> **AVAILABLE DATA**:

▼

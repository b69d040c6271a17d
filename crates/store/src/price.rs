use async_trait::async_trait;
use chrono::{DateTime, Utc};
use kanshi_core::common::DateWindow;
use kanshi_core::price::entity::{NewPriceSample, PricePage, PriceSample};
use kanshi_core::price::port::PriceStore;
use kanshi_core::store::error::StoreError;
use rust_decimal::Decimal;
use sqlx::{
    SqlitePool,
    sqlite::{SqliteConnectOptions, SqlitePoolOptions},
};
use std::path::Path;
use std::str::FromStr;

/// 价格样本数据库文件名
const PRICES_DB: &str = "prices.db";

/// PriceStore 的 SQLite 实现。
///
/// # Summary
/// 在数据目录下的 `prices.db` 中维护追加型的 `prices` 表。
/// 价格以 TEXT 形式存储十进制字符串，避免浮点精度损失。
///
/// # Invariants
/// - `id` 为 AUTOINCREMENT 主键，与插入顺序一致。
/// - 表为追加型：本实现不提供任何更新或删除操作。
/// - SQLite 自身串行化写入，读方看到调用时刻的一致快照。
pub struct SqlitePriceStore {
    pool: SqlitePool,
}

impl SqlitePriceStore {
    /// # Summary
    /// 打开（必要时创建）价格样本数据库并初始化表结构。
    ///
    /// # Logic
    /// 1. 确保数据目录存在。
    /// 2. 配置 SQLite 连接选项，开启 `create_if_missing`。
    /// 3. 执行 DDL 创建 `prices` 表与时间窗口查询所需的索引。
    ///
    /// # Arguments
    /// * `data_dir` - 数据根目录。
    ///
    /// # Returns
    /// * `Result<Self, StoreError>` - 存储实例或错误。
    pub async fn new(data_dir: &Path) -> Result<Self, StoreError> {
        std::fs::create_dir_all(data_dir).map_err(|e| StoreError::InitError(e.to_string()))?;

        let options = SqliteConnectOptions::new()
            .filename(data_dir.join(PRICES_DB))
            .create_if_missing(true);

        let pool = SqlitePoolOptions::new()
            .connect_with(options)
            .await
            .map_err(|e| StoreError::InitError(e.to_string()))?;

        sqlx::query(
            r#"
            CREATE TABLE IF NOT EXISTS prices (
                id INTEGER PRIMARY KEY AUTOINCREMENT,
                timestamp DATETIME NOT NULL,
                coin TEXT NOT NULL DEFAULT 'BTC',
                price TEXT NOT NULL
            );

            CREATE INDEX IF NOT EXISTS idx_prices_coin_ts ON prices (coin, timestamp);
            "#,
        )
        .execute(&pool)
        .await
        .map_err(|e| StoreError::InitError(e.to_string()))?;

        Ok(Self { pool })
    }

    /// 将 TEXT 形式的十进制价格解析回 Decimal
    fn parse_price(raw: &str) -> Result<Decimal, StoreError> {
        Decimal::from_str(raw).map_err(|e| StoreError::Database(format!("bad price '{raw}': {e}")))
    }
}

#[async_trait]
impl PriceStore for SqlitePriceStore {
    /// # Summary
    /// 追加一条价格样本。
    ///
    /// # Logic
    /// 1. 缺省时间戳以当前 UTC 时刻补齐。
    /// 2. 插入 `prices` 表并取回 `last_insert_rowid` 作为样本 id。
    ///
    /// # Arguments
    /// * `sample` - 待插入的样本。
    ///
    /// # Returns
    /// * `Result<PriceSample, StoreError>` - 落库后的完整样本。
    async fn append(&self, sample: &NewPriceSample) -> Result<PriceSample, StoreError> {
        let timestamp = sample.timestamp.unwrap_or_else(Utc::now);

        let result = sqlx::query("INSERT INTO prices (timestamp, coin, price) VALUES (?, ?, ?)")
            .bind(timestamp)
            .bind(&sample.coin)
            .bind(sample.price.to_string())
            .execute(&self.pool)
            .await
            .map_err(|e| StoreError::Database(e.to_string()))?;

        Ok(PriceSample {
            id: result.last_insert_rowid(),
            timestamp,
            coin: sample.coin.clone(),
            price: sample.price,
        })
    }

    /// # Summary
    /// 按币种与单日窗口分页读取样本。
    ///
    /// # Logic
    /// 1. `COUNT(*)` 统计窗口内匹配总数（与分页无关的真实总数）。
    /// 2. 按 `id` 升序执行 `LIMIT ? OFFSET ?` 取出当前页。
    ///
    /// # Arguments
    /// * `coin` - 精确匹配的币种代码。
    /// * `window` - 单日半开窗口 `[start, end)`。
    /// * `offset` - 跳过的行数。
    /// * `limit` - 页大小。
    ///
    /// # Returns
    /// * `Result<PricePage, StoreError>`
    async fn query_window(
        &self,
        coin: &str,
        window: &DateWindow,
        offset: i64,
        limit: i64,
    ) -> Result<PricePage, StoreError> {
        let count: i64 = sqlx::query_scalar(
            "SELECT COUNT(*) FROM prices WHERE coin = ? AND timestamp >= ? AND timestamp < ?",
        )
        .bind(coin)
        .bind(window.start)
        .bind(window.end)
        .fetch_one(&self.pool)
        .await
        .map_err(|e| StoreError::Database(e.to_string()))?;

        let rows = sqlx::query_as::<_, (i64, DateTime<Utc>, String, String)>(
            r#"
            SELECT id, timestamp, coin, price
            FROM prices
            WHERE coin = ? AND timestamp >= ? AND timestamp < ?
            ORDER BY id ASC
            LIMIT ? OFFSET ?
            "#,
        )
        .bind(coin)
        .bind(window.start)
        .bind(window.end)
        .bind(limit)
        .bind(offset)
        .fetch_all(&self.pool)
        .await
        .map_err(|e| StoreError::Database(e.to_string()))?;

        let samples = rows
            .into_iter()
            .map(|r| {
                Ok(PriceSample {
                    id: r.0,
                    timestamp: r.1,
                    coin: r.2,
                    price: Self::parse_price(&r.3)?,
                })
            })
            .collect::<Result<Vec<_>, StoreError>>()?;

        Ok(PricePage { count, samples })
    }
}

▲

> **WORK REQUIRED**: Tell how many lines of the data include the word "Path", without any other words.

> **RESULT FOR THIS TASK**: 2